Work to be completed: Among the records below, find the line that has "a loopback one."; from there, give the lines again exactly, and stop after the line that has "pub async fn".

Data for the task:
== Segment start ==
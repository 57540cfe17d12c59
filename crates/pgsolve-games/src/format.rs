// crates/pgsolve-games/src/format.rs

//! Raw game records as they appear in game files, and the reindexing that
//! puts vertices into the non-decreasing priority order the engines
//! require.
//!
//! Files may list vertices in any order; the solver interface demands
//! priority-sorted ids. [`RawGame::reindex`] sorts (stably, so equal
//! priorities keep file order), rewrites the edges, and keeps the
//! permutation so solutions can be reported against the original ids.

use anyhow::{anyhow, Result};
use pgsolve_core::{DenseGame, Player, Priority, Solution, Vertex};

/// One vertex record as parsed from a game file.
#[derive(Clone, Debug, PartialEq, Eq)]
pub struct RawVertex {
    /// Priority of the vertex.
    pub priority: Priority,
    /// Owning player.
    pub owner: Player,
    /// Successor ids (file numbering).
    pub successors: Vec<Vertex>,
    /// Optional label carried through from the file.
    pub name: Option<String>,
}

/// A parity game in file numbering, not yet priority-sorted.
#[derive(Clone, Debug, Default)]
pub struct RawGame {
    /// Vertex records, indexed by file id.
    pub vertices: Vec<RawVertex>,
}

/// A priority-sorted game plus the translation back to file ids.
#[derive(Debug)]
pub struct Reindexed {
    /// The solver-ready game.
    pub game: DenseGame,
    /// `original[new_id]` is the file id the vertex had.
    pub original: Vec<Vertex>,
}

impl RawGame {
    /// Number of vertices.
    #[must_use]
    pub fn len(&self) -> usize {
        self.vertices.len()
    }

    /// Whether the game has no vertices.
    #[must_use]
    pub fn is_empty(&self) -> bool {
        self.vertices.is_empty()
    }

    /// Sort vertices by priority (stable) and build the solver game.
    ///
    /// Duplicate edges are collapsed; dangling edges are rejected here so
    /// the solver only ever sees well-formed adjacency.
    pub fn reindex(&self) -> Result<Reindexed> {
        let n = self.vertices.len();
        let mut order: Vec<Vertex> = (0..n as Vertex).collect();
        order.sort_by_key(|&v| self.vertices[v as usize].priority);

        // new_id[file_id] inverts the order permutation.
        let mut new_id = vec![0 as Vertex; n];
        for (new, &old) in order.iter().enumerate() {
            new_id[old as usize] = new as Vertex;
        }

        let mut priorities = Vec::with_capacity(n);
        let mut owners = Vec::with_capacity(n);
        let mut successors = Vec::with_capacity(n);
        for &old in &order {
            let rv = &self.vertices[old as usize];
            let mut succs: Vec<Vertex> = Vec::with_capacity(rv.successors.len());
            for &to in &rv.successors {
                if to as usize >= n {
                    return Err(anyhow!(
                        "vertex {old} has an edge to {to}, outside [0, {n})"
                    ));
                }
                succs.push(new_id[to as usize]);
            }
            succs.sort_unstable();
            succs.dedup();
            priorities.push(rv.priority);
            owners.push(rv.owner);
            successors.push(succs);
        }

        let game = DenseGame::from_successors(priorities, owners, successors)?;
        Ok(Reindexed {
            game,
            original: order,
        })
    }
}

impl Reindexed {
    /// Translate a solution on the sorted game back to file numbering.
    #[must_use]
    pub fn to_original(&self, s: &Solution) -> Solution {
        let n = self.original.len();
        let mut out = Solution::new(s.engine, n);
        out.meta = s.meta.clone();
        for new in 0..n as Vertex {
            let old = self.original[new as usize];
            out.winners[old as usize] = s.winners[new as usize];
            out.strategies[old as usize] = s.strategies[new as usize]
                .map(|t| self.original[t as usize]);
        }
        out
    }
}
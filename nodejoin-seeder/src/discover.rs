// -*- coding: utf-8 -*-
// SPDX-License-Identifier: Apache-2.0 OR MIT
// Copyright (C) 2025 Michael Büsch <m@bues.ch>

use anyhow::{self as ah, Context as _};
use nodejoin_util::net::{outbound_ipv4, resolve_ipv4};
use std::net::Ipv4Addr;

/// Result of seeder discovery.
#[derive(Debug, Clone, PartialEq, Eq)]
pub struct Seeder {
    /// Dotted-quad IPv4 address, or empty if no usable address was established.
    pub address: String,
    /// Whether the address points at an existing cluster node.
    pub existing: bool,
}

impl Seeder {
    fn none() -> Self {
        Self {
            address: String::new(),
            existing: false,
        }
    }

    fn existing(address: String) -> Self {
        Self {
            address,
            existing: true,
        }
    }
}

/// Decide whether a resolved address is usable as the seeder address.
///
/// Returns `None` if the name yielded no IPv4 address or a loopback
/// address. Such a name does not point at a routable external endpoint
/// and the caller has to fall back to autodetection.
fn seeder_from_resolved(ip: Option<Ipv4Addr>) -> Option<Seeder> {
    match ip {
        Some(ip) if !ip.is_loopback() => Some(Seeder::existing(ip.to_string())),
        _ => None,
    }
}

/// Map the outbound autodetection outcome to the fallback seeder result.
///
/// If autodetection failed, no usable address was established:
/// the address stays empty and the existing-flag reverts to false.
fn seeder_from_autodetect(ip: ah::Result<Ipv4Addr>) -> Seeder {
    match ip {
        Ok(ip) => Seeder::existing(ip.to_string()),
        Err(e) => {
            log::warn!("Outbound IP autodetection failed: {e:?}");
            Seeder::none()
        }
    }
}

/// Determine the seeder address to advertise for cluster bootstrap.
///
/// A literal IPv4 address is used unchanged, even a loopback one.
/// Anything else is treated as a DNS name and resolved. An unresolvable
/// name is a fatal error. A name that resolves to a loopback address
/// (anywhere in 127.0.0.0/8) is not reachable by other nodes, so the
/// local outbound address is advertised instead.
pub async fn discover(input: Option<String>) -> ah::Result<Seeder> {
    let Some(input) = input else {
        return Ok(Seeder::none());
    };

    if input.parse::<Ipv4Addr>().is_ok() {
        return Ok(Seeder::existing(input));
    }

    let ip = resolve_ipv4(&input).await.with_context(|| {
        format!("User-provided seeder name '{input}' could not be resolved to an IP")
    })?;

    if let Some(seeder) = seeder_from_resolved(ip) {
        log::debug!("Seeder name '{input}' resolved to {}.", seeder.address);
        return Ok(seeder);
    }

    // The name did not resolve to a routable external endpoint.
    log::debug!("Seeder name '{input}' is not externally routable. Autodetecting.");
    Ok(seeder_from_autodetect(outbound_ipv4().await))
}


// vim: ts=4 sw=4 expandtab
== Segment end ==
Output of the task:
/// A literal IPv4 address is used unchanged, even a loopback one.
/// Anything else is treated as a DNS name and resolved. An unresolvable
/// name is a fatal error. A name that resolves to a loopback address
/// (anywhere in 127.0.0.0/8) is not reachable by other nodes, so the
/// local outbound address is advertised instead.
pub async fn discover(input: Option<String>) -> ah::Result<Seeder> {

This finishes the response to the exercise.